Par Tiphaine Trédan, membre de l’instance de gouvernance du Courant pour une écologie humaine.
Comme il est beau ce sourire d’Aurélie Aubert avec sa médaille d’or ! Il est littéralement d’une oreille à l’autre, sans aucune retenue, sans fard, et sans cette coquetterie propre aux clichés des réseaux sociaux qui les rendent si peu naturels. Merci mademoiselle la championne paralympique pour ce rafraîchissant moment et bravo pour votre savoir-faire à la boccia !
Après l’euphorie des jeux de l’été, est venue cette vibration très particulière des jeux paralympiques qui marquent cette rentrée de septembre. Opposer les deux n’aurait pas de sens, mais on peut reconnaître une différence de degré – ou du moins de regard – entre ces deux événements.
Ébahie par les performances de Léon Marchand, enthousiaste, je n’ai pas été émue comme je l’ai été par la nage de dauphin de Gabriel Dos Santos Araujo, affectueusement surnommé Gabrielzhino par ses compatriotes, ou par l’histoire hors norme de Bébé Vio, cette escrimeuse italienne rayonnante malgré les marques visibles laissées par une méningite.

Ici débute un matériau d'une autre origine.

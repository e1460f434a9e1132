//! N-gram tokenizer - splits text into alphanumeric runs and emits their n-grams.

use rangedb_common::{Result, error::Error};
use rangedb_format::FieldType;

use super::Token;

/// Default smallest gram size of a search.
pub const DEFAULT_MIN_GRAM: usize = 1;

/// Default largest gram size of a search.
pub const DEFAULT_MAX_GRAM: usize = 2;

/// Largest gram size an index can hold (trigrams).
pub const MAX_GRAM: usize = 3;

/// N-gram tokenizer.
///
/// The input is split into maximal runs of ASCII alphanumeric characters. Runs shorter
/// than `min_gram` are dropped. For every size `n` in `min_gram..=max_gram`, in that
/// order, every run contributes each of its contiguous `n`-character substrings,
/// lower-cased, left to right. Each token is tagged with the n-gram field type of its
/// size, which names the tree it is looked up in.
#[derive(Debug, Clone, Copy, PartialEq, Eq)]
pub struct NgramTokenizer {
    min_gram: usize,
    max_gram: usize,
}

impl NgramTokenizer {
    /// Creates a tokenizer for gram sizes `min_gram..=max_gram`.
    ///
    /// # Errors
    ///
    /// Returns [`Error::invalid_arg`] if a size is outside `1..=3` or `min_gram > max_gram`.
    pub fn new(min_gram: usize, max_gram: usize) -> Result<NgramTokenizer> {
        if min_gram == 0 || max_gram > MAX_GRAM {
            return Err(Error::invalid_arg(
                "gram",
                format!("gram sizes must be within 1..={MAX_GRAM}, got {min_gram}..={max_gram}"),
            ));
        }
        if min_gram > max_gram {
            return Err(Error::invalid_arg(
                "gram",
                format!("min gram {min_gram} exceeds max gram {max_gram}"),
            ));
        }
        Ok(NgramTokenizer { min_gram, max_gram })
    }

    pub fn min_gram(&self) -> usize {
        self.min_gram
    }

    pub fn max_gram(&self) -> usize {
        self.max_gram
    }

    /// Field types of the trees a search with this tokenizer reads.
    pub fn field_types(&self) -> impl Iterator<Item = FieldType> {
        (self.min_gram..=self.max_gram).filter_map(FieldType::ngram)
    }

    pub fn tokenize(&self, input: &str) -> Vec<Token> {
        let runs: Vec<String> = AlphanumericRuns::new(input)
            .filter(|run| run.len() >= self.min_gram)
            .map(|run| run.to_ascii_lowercase())
            .collect();
        let mut tokens = Vec::new();
        for n in self.min_gram..=self.max_gram {
            let Some(field_type) = FieldType::ngram(n) else {
                continue;
            };
            for run in &runs {
                if run.len() < n {
                    continue;
                }
                tokens.extend((0..=run.len() - n).map(|i| Token {
                    value: run[i..i + n].to_string(),
                    field_type,
                }));
            }
        }
        tokens
    }
}

impl Default for NgramTokenizer {
    fn default() -> Self {
        NgramTokenizer {
            min_gram: DEFAULT_MIN_GRAM,
            max_gram: DEFAULT_MAX_GRAM,
        }
    }
}

/// Iterator over the maximal runs of ASCII alphanumeric characters of a string.
pub struct AlphanumericRuns<'a> {
    input: &'a str,
    pos: usize,
}

impl<'a> AlphanumericRuns<'a> {
    pub fn new(input: &'a str) -> Self {
        Self { input, pos: 0 }
    }
}

impl<'a> Iterator for AlphanumericRuns<'a> {
    type Item = &'a str;

    fn next(&mut self) -> Option<Self::Item> {
        let bytes = self.input.as_bytes();
        let start = self.pos + bytes[self.pos..].iter().position(u8::is_ascii_alphanumeric)?;
        let end = bytes[start..]
            .iter()
            .position(|b| !b.is_ascii_alphanumeric())
            .map_or(bytes.len(), |len| start + len);
        self.pos = end;
        // Runs are ASCII, so the boundaries are char boundaries.
        Some(&self.input[start..end])
    }
}

#[cfg(test)]
mod tests {
    use rangedb_format::FieldType;

    use super::{AlphanumericRuns, NgramTokenizer};

    fn values(tokenizer: &NgramTokenizer, input: &str) -> Vec<String> {
        tokenizer
            .tokenize(input)
            .into_iter()
            .map(|t| t.value)
            .collect()
    }

    #[test]
    fn test_trigrams() {
        let tokenizer = NgramTokenizer::new(3, 3).unwrap();
        assert_eq!(
            values(&tokenizer, "wakemeup"),
            vec!["wak", "ake", "kem", "eme", "meu", "eup"]
        );
    }

    #[test]
    fn test_unigrams_then_bigrams() {
        let tokenizer = NgramTokenizer::new(1, 2).unwrap();
        let tokens = tokenizer.tokenize("Hey Yo");
        let values: Vec<&str> = tokens.iter().map(|t| t.value.as_str()).collect();
        assert_eq!(
            values,
            vec!["h", "e", "y", "y", "o", "he", "ey", "yo"]
        );
        assert!(tokens[..5].iter().all(|t| t.field_type == FieldType::Unigram));
        assert!(tokens[5..].iter().all(|t| t.field_type == FieldType::Bigram));
    }

    #[test]
    fn test_short_runs_dropped() {
        let tokenizer = NgramTokenizer::new(2, 3).unwrap();
        assert_eq!(values(&tokenizer, "a to, b"), vec!["to"]);
        assert!(values(&tokenizer, "é ü !").is_empty());
    }

    #[test]
    fn test_invalid_sizes() {
        assert!(NgramTokenizer::new(0, 2).is_err());
        assert!(NgramTokenizer::new(1, 4).is_err());
        assert!(NgramTokenizer::new(3, 2).is_err());
        assert_eq!(NgramTokenizer::default().min_gram(), 1);
        assert_eq!(NgramTokenizer::default().max_gram(), 2);
    }

    #[test]
    fn test_runs() {
        let runs: Vec<&str> = AlphanumericRuns::new("--ab1 c_d--").collect();
        assert_eq!(runs, vec!["ab1", "c", "d"]);
        assert_eq!(AlphanumericRuns::new("").count(), 0);
    }
}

Pourquoi cette émotion est-elle plus forte, plus profonde en tout cas ? Quelle est cette épaisseur humaine qui la rend prégnante ? Qu’y a-t-il de plus dans ces jeux qui m’interpelle à ce point ? Ne serait-ce pas la conscience aigüe qu’ils n’ont pas pu devenir athlète tous seuls ? Que sans le soutien de ceux qui les entourent, rien n’aurait été possible ? Que malgré un chemin fait de renoncements, de souffrances aussi sans doute, ils ont pu déployer leurs talents ? Parce qu’ils ont été entourés et qu’ils continuent à l’être.

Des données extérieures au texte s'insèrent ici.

use std::{fs::File, ops::Range, path::Path, sync::Arc};

use crate::{Bytes, ReadAt, check_read_range};

/// Positional reader over a local file.
///
/// The size is queried on every call: the file may be appended to by another process
/// while the reader is open.
pub struct FileReader {
    file: Arc<File>,
}

impl FileReader {
    pub fn new(file: impl Into<Arc<File>>) -> FileReader {
        FileReader { file: file.into() }
    }

    pub fn open<P: AsRef<Path>>(path: P) -> std::io::Result<FileReader> {
        Ok(FileReader::new(File::open(path)?))
    }

    fn adjust_read_range(&self, range: Range<u64>) -> std::io::Result<Range<u64>> {
        let size = self.size()?;
        if range.start >= size || range.start == range.end {
            return Ok(0..0);
        }
        Ok(range.start..std::cmp::min(range.end, size))
    }
}

impl ReadAt for FileReader {
    fn size(&self) -> std::io::Result<u64> {
        Ok(self.file.metadata()?.len())
    }

    fn read_at(&self, range: Range<u64>) -> std::io::Result<Bytes> {
        check_read_range(&range)?;
        let range = self.adjust_read_range(range)?;
        if range.is_empty() {
            return Ok(Bytes::new());
        }
        let mut buf = vec![0u8; (range.end - range.start) as usize];
        file_read_at_exact(&self.file, range.start, &mut buf)?;
        Ok(Bytes::from(buf))
    }
}

#[cfg(unix)]
pub fn file_read_at_exact(file: &File, pos: u64, buf: &mut [u8]) -> std::io::Result<()> {
    use std::os::unix::fs::FileExt;

    file.read_exact_at(buf, pos)
}

#[cfg(windows)]
pub fn file_read_at_exact(file: &File, mut pos: u64, mut buf: &mut [u8]) -> std::io::Result<()> {
    use std::os::windows::fs::FileExt;

    while !buf.is_empty() {
        match file.seek_read(buf, pos) {
            Ok(0) => break,
            Ok(n) => {
                buf = &mut buf[n..];
                pos += n as u64;
            }
            Err(e) => return Err(e),
        }
    }
    if !buf.is_empty() {
        return Err(std::io::ErrorKind::UnexpectedEof.into());
    }
    Ok(())
}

Il y a toujours un risque dans la compétition, c’est d’en faire un absolu. Dans W ou Le souvenir d’enfance, Georges Perec (1936-1982) livrait un récit fictionnel à propos d’une cité idéale, W, mue par la devise olympique, mais pas exactement dans l’ordre : « Plus haut, plus fort, plus vite », qui se révélait cauchemardesque, véritable illustration des camps de concentration dans son esprit d’enfant, où le sport devenait un outil de déshumanisation et de destruction. Sans aller jusque-là, nous savons qu’il y a eu (mais est-ce terminé ?) des abus, des athlètes usés par des régimes avides de montrer leur pouvoir au travers des Jeux, des santés abîmées par des substances prohibées, des pressions psychologiques intenses favorisées par la soif de gagner.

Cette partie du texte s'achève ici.